4 January 2011
The NHS faces a “defining year” ahead as unprecedented financial pressures and an unnecessarily ambitious programme of reform in England begin to take effect warns the BMA.
In his New Year message to doctors, Dr Hamish Meldrum, Chairman of BMA Council, said:
“There is no doubt that 2011 will be an exceptionally testing time for the NHS, patients and the profession. Set against a backdrop of an unprecedented financial challenge, with efficiency savings of at least £20 billion being sought in England alone, the Government is pushing ahead, at break-neck speed, with an unnecessarily ambitious programme of reform in England.
“The NHS is facing similar financial challenges in the devolved nations and it is only of little comfort that this is not combined with the additional burden of organisational upheaval.

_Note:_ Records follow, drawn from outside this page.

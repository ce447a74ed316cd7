//! Error types for the engine crate.

use sauti_store::StoreError;
use thiserror::Error;

/// Errors from statistics, dedup and alert engines.
#[derive(Debug, Error)]
pub enum EngineError {
    /// The underlying store failed; the whole job is retryable.
    #[error("store error: {0}")]
    Store(#[from] StoreError),

    /// The optimistic update loop gave up under sustained contention.
    #[error("statistics update for {key} still contended after {attempts} attempts")]
    UpdateContended { key: String, attempts: u32 },
}

/// Result type for engine operations.
pub type EngineResult<T> = Result<T, EngineError>;
//! The atomic operations the pipeline requires of its storage collaborator.

use crate::StoreResult;
use async_trait::async_trait;
use sauti_types::{EntityKey, EntityType};
use serde::{Deserialize, Serialize};
use std::time::Duration;

/// The `(count, avg)` pair for one entity, read and written as a unit.
#[derive(Debug, Clone, Copy, PartialEq, Serialize, Deserialize)]
pub struct Aggregate {
    pub count: u64,
    pub avg: f64,
}

/// Storage interface for the feedback pipeline.
///
/// Every method is a single atomic step against the shared store. The
/// count in [`Aggregate`] doubles as a version for compare-and-set, which
/// is what makes concurrent updates to one entity key lose nothing even
/// though no per-entity lock is ever taken.
#[async_trait]
pub trait FeedbackStore: Send + Sync {
    /// Read the aggregate for a key. `None` means no feedback yet, which
    /// is distinct from a zero average.
    async fn get_aggregate(&self, key: &EntityKey) -> StoreResult<Option<Aggregate>>;

    /// Write `new` iff the stored count still equals `expected_count`
    /// (0 when the record must not exist yet). Returns whether the write
    /// took effect; callers re-read and retry on `false`.
    async fn compare_and_set_aggregate(
        &self,
        key: &EntityKey,
        expected_count: u64,
        new: Aggregate,
    ) -> StoreResult<bool>;

    /// Append a score to the trend buffer and trim it to the most recent
    /// `cap` entries, as one atomic step.
    async fn push_trend(&self, key: &EntityKey, score: f64, cap: usize) -> StoreResult<()>;

    /// Trend buffer contents, oldest to newest. Empty when absent.
    async fn trend(&self, key: &EntityKey) -> StoreResult<Vec<f64>>;

    /// Atomically add a feedback id to the processed set for an entity
    /// type. Returns `true` when newly inserted, `false` when already
    /// present. The add is the dedup check; there is no separate
    /// check-then-insert.
    async fn add_processed(&self, entity_type: EntityType, feedback_id: &str)
        -> StoreResult<bool>;

    /// Atomically set a cooldown marker for a key iff none is currently
    /// active. Returns `true` when acquired. The marker expires on its own
    /// after `ttl`.
    async fn acquire_cooldown(&self, key: &EntityKey, ttl: Duration) -> StoreResult<bool>;

    /// Enumerate every entity key with an aggregate record, optionally
    /// restricted to one type. Full scan; acceptable at fleet scale.
    async fn entity_keys(&self, filter: Option<EntityType>) -> StoreResult<Vec<EntityKey>>;
}
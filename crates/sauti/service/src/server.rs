//! Server assembly and lifecycle.

use crate::api::{create_router, AppState};
use crate::config::ServiceConfig;
use crate::error::ServiceResult;
use sauti_analytics::AnalyticsService;
use sauti_engine::{AlertEngine, Deduplicator, StatsEngine};
use sauti_pipeline::{FeedbackQueue, Processor, WorkerPool};
use sauti_sentiment::LexiconAnalyzer;
use sauti_store::{FeedbackStore, InMemoryFeedbackStore};
use std::sync::Arc;
use tokio::net::TcpListener;

/// The sauti daemon: store, engines, worker pool and HTTP surface.
///
/// The store client is constructed here, once, and injected into every
/// component; the entry point owns its lifecycle.
pub struct Server {
    config: Arc<ServiceConfig>,
    state: AppState,
    pool: WorkerPool,
}

impl Server {
    pub fn new(config: ServiceConfig) -> Self {
        let config = Arc::new(config);
        let store: Arc<dyn FeedbackStore> = Arc::new(InMemoryFeedbackStore::new());

        let (queue, rx) = FeedbackQueue::new(&config.pipeline);
        let queue = Arc::new(queue);

        let processor = Arc::new(Processor::new(
            Deduplicator::new(store.clone()),
            StatsEngine::new(store.clone()),
            AlertEngine::new(store.clone(), config.alert.clone()),
            Arc::new(LexiconAnalyzer::new()),
        ));
        let pool = WorkerPool::spawn(queue.clone(), rx, processor, config.pipeline.clone());

        let state = AppState::new(
            queue,
            Arc::new(StatsEngine::new(store.clone())),
            Arc::new(AnalyticsService::new(store)),
            config.clone(),
        );

        Self {
            config,
            state,
            pool,
        }
    }

    /// Serve until interrupted, then drain in-flight jobs.
    pub async fn run(self) -> ServiceResult<()> {
        let app = create_router(self.state);
        let listener = TcpListener::bind(self.config.listen_addr).await?;

        tracing::info!(addr = %self.config.listen_addr, "sautid listening");
        tracing::info!(
            workers = self.config.pipeline.concurrency,
            threshold = self.config.alert.threshold,
            "pipeline started"
        );

        axum::serve(listener, app)
            .with_graceful_shutdown(shutdown_signal())
            .await?;

        tracing::info!("shutting down, draining workers");
        self.pool.shutdown().await;
        Ok(())
    }
}

async fn shutdown_signal() {
    let _ = tokio::signal::ctrl_c().await;
}
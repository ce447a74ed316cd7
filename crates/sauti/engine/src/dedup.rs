//! Feedback deduplication.

use crate::EngineResult;
use sauti_store::FeedbackStore;
use sauti_types::EntityType;
use std::sync::Arc;

/// Decides whether a feedback id has already been durably processed.
///
/// The check is the store's atomic add-to-set: two workers racing on the
/// same id cannot both see "new". Ids are scoped per entity type, not per
/// entity — a client that reuses ids across entities of one type would
/// wrongly suppress the second, which is accepted as documented.
pub struct Deduplicator {
    store: Arc<dyn FeedbackStore>,
}

impl Deduplicator {
    pub fn new(store: Arc<dyn FeedbackStore>) -> Self {
        Self { store }
    }

    /// Returns `true` when this feedback id was already processed for the
    /// type. On `false` the id is now recorded as processed.
    pub async fn is_duplicate(
        &self,
        entity_type: EntityType,
        feedback_id: &str,
    ) -> EngineResult<bool> {
        let newly_added = self.store.add_processed(entity_type, feedback_id).await?;
        Ok(!newly_added)
    }
}

#[cfg(test)]
mod tests {
    use super::*;
    use sauti_store::InMemoryFeedbackStore;

    #[tokio::test]
    async fn test_second_check_is_duplicate() {
        let dedup = Deduplicator::new(Arc::new(InMemoryFeedbackStore::new()));
        assert!(!dedup.is_duplicate(EntityType::Driver, "fb-1").await.unwrap());
        assert!(dedup.is_duplicate(EntityType::Driver, "fb-1").await.unwrap());
    }

    #[tokio::test]
    async fn test_scope_is_per_entity_type() {
        let dedup = Deduplicator::new(Arc::new(InMemoryFeedbackStore::new()));
        assert!(!dedup.is_duplicate(EntityType::Driver, "fb-1").await.unwrap());
        assert!(!dedup.is_duplicate(EntityType::Marshal, "fb-1").await.unwrap());
    }

    #[tokio::test(flavor = "multi_thread")]
    async fn test_concurrent_checks_admit_exactly_one() {
        let store = Arc::new(InMemoryFeedbackStore::new());
        let mut handles = Vec::new();
        for _ in 0..20 {
            let dedup = Deduplicator::new(store.clone());
            handles.push(tokio::spawn(async move {
                dedup.is_duplicate(EntityType::Trip, "fb-x").await.unwrap()
            }));
        }

        let mut fresh = 0;
        for h in handles {
            if !h.await.unwrap() {
                fresh += 1;
            }
        }
        assert_eq!(fresh, 1);
    }
}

“As doctors and clinical leaders, your role in dealing with the current demands, protecting the quality of patient care and helping to ensure the future viability of NHS services, will be crucial. I am confident that the profession will rise to the challenge and will do its part to minimise any adverse impact on patients. However, the profession can’t do it alone.”

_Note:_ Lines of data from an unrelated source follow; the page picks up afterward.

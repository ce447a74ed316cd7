//! Sentiment scoring for free-text feedback.
//!
//! The pipeline consumes scoring through the [`SentimentAnalyzer`] seam;
//! the bundled [`LexiconAnalyzer`] is a valence-lexicon scorer whose
//! comparative score is mapped into the system-wide normalized [1, 5]
//! range and labeled with the fixed positive/neutral/negative cutoffs.

pub mod lexicon;

use sauti_types::SentimentLabel;
use serde::{Deserialize, Serialize};

/// Result of scoring one comment.
#[derive(Debug, Clone, Copy, PartialEq, Serialize, Deserialize)]
pub struct SentimentScore {
    /// Raw summed valence over matched tokens.
    pub raw: i32,
    /// Valence sum divided by token count.
    pub comparative: f64,
    /// Comparative mapped into [1, 5], rounded to 2 decimals.
    pub normalized: f64,
    pub label: SentimentLabel,
}

/// The scoring capability the processing pipeline depends on.
///
/// Implementations must be pure with respect to the input text; the same
/// comment always yields the same score.
pub trait SentimentAnalyzer: Send + Sync {
    fn analyze(&self, text: &str) -> SentimentScore;
}

/// Valence-lexicon analyzer.
///
/// Tokenizes on non-alphabetic boundaries, sums per-word valences from the
/// embedded lexicon, and normalizes: comparative clamped to [-3, 3], then
/// mapped linearly onto [1, 5].
#[derive(Debug, Default, Clone)]
pub struct LexiconAnalyzer;

impl LexiconAnalyzer {
    pub fn new() -> Self {
        Self
    }
}

impl SentimentAnalyzer for LexiconAnalyzer {
    fn analyze(&self, text: &str) -> SentimentScore {
        let mut raw = 0i32;
        let mut tokens = 0usize;

        for word in text
            .split(|c: char| !c.is_alphabetic())
            .filter(|w| !w.is_empty())
        {
            tokens += 1;
            raw += lexicon::valence(&word.to_lowercase());
        }

        let comparative = if tokens == 0 {
            0.0
        } else {
            raw as f64 / tokens as f64
        };

        let clamped = comparative.clamp(-3.0, 3.0);
        let mapped = (clamped + 3.0) / 6.0 * 4.0 + 1.0;
        let normalized = (mapped * 100.0).round() / 100.0;

        SentimentScore {
            raw,
            comparative,
            normalized,
            label: SentimentLabel::from_score(normalized),
        }
    }
}
//! Application state for API handlers.

use crate::config::ServiceConfig;
use sauti_analytics::AnalyticsService;
use sauti_engine::StatsEngine;
use sauti_pipeline::FeedbackQueue;
use std::sync::Arc;

/// Shared state injected into every handler.
///
/// Everything is constructed once at startup by the entry point and
/// injected here; no component reaches for global handles.
#[derive(Clone)]
pub struct AppState {
    pub queue: Arc<FeedbackQueue>,
    pub stats: Arc<StatsEngine>,
    pub analytics: Arc<AnalyticsService>,
    pub config: Arc<ServiceConfig>,
}

impl AppState {
    pub fn new(
        queue: Arc<FeedbackQueue>,
        stats: Arc<StatsEngine>,
        analytics: Arc<AnalyticsService>,
        config: Arc<ServiceConfig>,
    ) -> Self {
        Self {
            queue,
            stats,
            analytics,
            config,
        }
    }
}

Talking about the government’s planned reforms to the NHS in England, Dr Meldrum said:
“The Government’s response to its consultation on the White Paper, Liberating the NHS, was a missed opportunity to demonstrate to the profession, and others, that it genuinely was listening to the concerns that many had put forward.

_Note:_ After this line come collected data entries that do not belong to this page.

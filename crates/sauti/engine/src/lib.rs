//! Core processing engines for the feedback pipeline.
//!
//! Three pieces, all stateless between invocations and all working
//! through the shared [`sauti_store::FeedbackStore`]:
//!
//! - [`StatsEngine`] maintains the running `(count, avg)` pair and the
//!   bounded trend buffer per entity,
//! - [`Deduplicator`] decides whether a feedback id was already processed,
//! - [`AlertEngine`] raises low-sentiment alerts with cooldown suppression.

pub mod alert;
pub mod dedup;
pub mod error;
pub mod stats;

pub use alert::{AlertConfig, AlertEngine, LowSentimentAlert};
pub use dedup::Deduplicator;
pub use error::{EngineError, EngineResult};
pub use stats::{StatsEngine, TREND_MAX};
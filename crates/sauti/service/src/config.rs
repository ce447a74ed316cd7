//! Service configuration.
//!
//! Assembled once at startup from CLI/environment by the binary; nothing
//! reads the environment lazily after that.

use sauti_engine::AlertConfig;
use sauti_pipeline::PipelineConfig;
use sauti_types::EntityType;
use serde::{Deserialize, Serialize};
use std::net::SocketAddr;

/// Per-entity-type ingestion switches.
#[derive(Debug, Clone, Copy, Serialize, Deserialize)]
pub struct FeatureFlags {
    pub driver: bool,
    pub trip: bool,
    pub app: bool,
    pub marshal: bool,
}

impl Default for FeatureFlags {
    fn default() -> Self {
        Self {
            driver: true,
            trip: true,
            app: true,
            marshal: true,
        }
    }
}

impl FeatureFlags {
    pub fn enabled(&self, entity_type: EntityType) -> bool {
        match entity_type {
            EntityType::Driver => self.driver,
            EntityType::Trip => self.trip,
            EntityType::App => self.app,
            EntityType::Marshal => self.marshal,
        }
    }

    pub fn enabled_types(&self) -> Vec<EntityType> {
        EntityType::ALL
            .into_iter()
            .filter(|t| self.enabled(*t))
            .collect()
    }
}

/// Full daemon configuration.
#[derive(Debug, Clone, Serialize, Deserialize)]
pub struct ServiceConfig {
    pub listen_addr: SocketAddr,
    /// Shared secret for the admin query surface.
    pub api_key: String,
    pub features: FeatureFlags,
    pub alert: AlertConfig,
    pub pipeline: PipelineConfig,
}

impl Default for ServiceConfig {
    fn default() -> Self {
        Self {
            listen_addr: ([127, 0, 0, 1], 3000).into(),
            api_key: String::new(),
            features: FeatureFlags::default(),
            alert: AlertConfig::default(),
            pipeline: PipelineConfig::default(),
        }
    }
}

“Whilst we support proposals to increase clinical involvement in the design and delivery of healthcare, enable greater public and patient involvement and put the focus on quality and outcomes, rather than crude targets, we have real concerns about other aspects of the planned reforms. In particular, the lack of detail in many areas, the increasing emphasis on competition and the market, and the significant risks created by the process of rushed and unnecessarily risky transition, particularly at a time of such financial stringency.
“Despite some of our scepticism, and, more so, because of our concerns, I believe there is a continuing need for the profession to remain closely involved in how the NHS develops, in putting our evidence for change forward, and in reflecting how the NHS is delivered differently across the UK.
“2011 will be a defining year – one in which the NHS will be tested to the limit. The BMA will continue fighting to improve the quality of care for patients, protect the values that ensure the NHS thrives, enhance the working lives of those who work within it, and guard against the threats facing the profession at large to ensure a better future for all.”